# Good Small Sailboat to Learn On



## questionsquestions

Greetings, all. I need a little advice here. My husband and I have owned a large (40') sailboat for about 5 years now, but because it was a mess when we got it and still is, most of our time has been spent repairing it, not sailing it. The time that we did spend sailing it, it seemed there were always disasters happening, or bad weather, and as a result, my thoughts of any future sailing are filled with fear. I have always thought, though, that if I could get a very small sailboat to learn on, that maybe I could learn the physics of sailing and get comfortable with a lot of stuff (heeling, for instance) that I'm right now uncomfortable with. Can anyone suggest a small sailboat brand or type that might not be too much money? (I'm thinking I would need a jib and a mainsheet, to simulate the larger boat??, but as small as you can get, otherwise...) Could be one or two-person. Thanks for any suggestions.


----------



## JimMcGee

Catalina 22's are inexpensive, there are a lot of them around, and they'll give you a little more of a 'big boat" feel than some smaller boats where you on the boat rather than in it. You can also sell it after a season for what you paid.

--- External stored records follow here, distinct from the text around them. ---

//! Custom per-tag parsing hooks.
//!
//! A handler takes over the whole opening tag for one exact (case-sensitive)
//! tag name. The scanner it receives is rewound to the tag's `<`, and the
//! handler must leave it just past whatever it considers the end of that tag.

use std::collections::HashMap;
use std::fmt;

use marktree_common::warning::warn_once;
use marktree_dom::TagNode;

use crate::error::ParseError;
use crate::scanner::Scanner;

/// Parses one opening tag with a non-standard grammar.
pub trait TagHandler {
    /// Consume the tag starting at the scanner's cursor and build its node.
    ///
    /// A node returned with `is_self_closing == false` is opened like any
    /// other tag and must be closed later in the document.
    ///
    /// # Errors
    ///
    /// Any [`ParseError`]; it aborts the parse unchanged.
    fn parse_tag(&self, scanner: &mut Scanner<'_>) -> Result<TagNode, ParseError>;
}

impl<F> TagHandler for F
where
    F: Fn(&mut Scanner<'_>) -> Result<TagNode, ParseError>,
{
    fn parse_tag(&self, scanner: &mut Scanner<'_>) -> Result<TagNode, ParseError> {
        self(scanner)
    }
}

/// Tag name to handler mapping, at most one handler per name.
#[derive(Default)]
pub struct HandlerRegistry {
    handlers: HashMap<String, Box<dyn TagHandler>>,
}

impl HandlerRegistry {
    /// An empty registry.
    #[must_use]
    pub fn new() -> Self {
        Self::default()
    }

    /// Register `handler` for `tag_name`, replacing any earlier one.
    ///
    /// Blank names are ignored. Returns whether the handler was stored.
    pub fn insert(&mut self, tag_name: &str, handler: Box<dyn TagHandler>) -> bool {
        if tag_name.trim().is_empty() {
            return false;
        }
        if self.handlers.insert(tag_name.to_string(), handler).is_some() {
            warn_once(
                "HTML Parser",
                &format!("custom handler for <{tag_name}> replaced an earlier registration"),
            );
        }
        true
    }

    /// The handler registered for exactly `tag_name`.
    #[must_use]
    pub fn get(&self, tag_name: &str) -> Option<&dyn TagHandler> {
        self.handlers.get(tag_name).map(Box::as_ref)
    }

    /// True if a handler is registered for exactly `tag_name`.
    #[must_use]
    pub fn contains(&self, tag_name: &str) -> bool {
        self.handlers.contains_key(tag_name)
    }

    /// Number of registered handlers.
    #[must_use]
    pub fn len(&self) -> usize {
        self.handlers.len()
    }

    /// True if no handler is registered.
    #[must_use]
    pub fn is_empty(&self) -> bool {
        self.handlers.is_empty()
    }
}

impl fmt::Debug for HandlerRegistry {
    fn fmt(&self, f: &mut fmt::Formatter<'_>) -> fmt::Result {
        let mut names: Vec<&str> = self.handlers.keys().map(String::as_str).collect();
        names.sort_unstable();
        f.debug_struct("HandlerRegistry")
            .field("tags", &names)
            .finish()
    }
}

It might be a good idea to take a sailing course. Google ASA and US Sailing plus your area to find local schools. You can also look at schools such as the Offshore Sailing School that offer learn to sail vacations in warmer climates.

Best of luck,
Jim


----------



## questionsquestions

Thanks. Yeah, I'd love to do a women's sailing school, but the money is just not feasible for me. I'm thinking $500 or less, and much smaller than 22'. More like 12'??


----------



## JimMcGee

Someone else on the list can recommend good sailing dinghys, they're not something I have experience with. But the sailing will be much different from your 40 footer. Is there someone you're friendly with in your local marina who could spend some time teaching you the basics?


----------



## questionsquestions

Not right now, not on our boat at least, it being on the hard... my idea was just that I could maybe get more comfortable and knowledgeable with the small boat in the meantime; I know I've heard that suggested before...


----------



## fullkeel7

Q Q, I would think while having an ongoing 'project' on the hard, the last thing you need is ANOTHER boat!  Why not save or use that $500.00 toward your existing projects and post 'crew available' on your's and other marina's bulletin boards and crew with other sailors. Joining a sailing club would be another option to get in some sailing and ward off those 'on the hard' blues...just a thought.


----------



## dongreerps

Your location would influence your options. If you are in really warm waters there are lots of sailing "boards" which will give you a very quick and efficient lesson on sail and boat handling. Sunfish and the like. The smaller the boat, the faster things happen. In other words in a Sailfish, if you get the trim just right, you will know - right then! - that it is right. On the other hand, if you make a serious mistake, you are going to get wet. Right now.
Look around for really small boats that are being raced locally. Nothing will teach you to sail well faster than being part of a racing fleet. You have a good chance of crewing for someone else if there is an active racing fleet. Just don't crew on the same boat as your husband! Sailing on Other People Money is always pleasant.


----------



## Sailartist

I sail in Oceanside, CA and crew on several smaller boats. I own a Catalina 28. My favorite for racing is the Catalina 16.5. We (us locals) race a fleet of them at Camp Pendleton and they are great for easy handling and learning dynamics of wind, sail trim, heeling, etc. Jib and Mainsail. 1 person or 2. Nice boats to learn on! Not sure how much they cost.


----------



## Mark1948

I am not sure of your area, but the sailing lessons is a good recommendation. Check in to your local universities or even community sailing clubs. There are not that expensive, you get good training and use of the club boats during your membership. My wife and I took lessons for about $200 each. In addition there was training on rigging and maintenance.


----------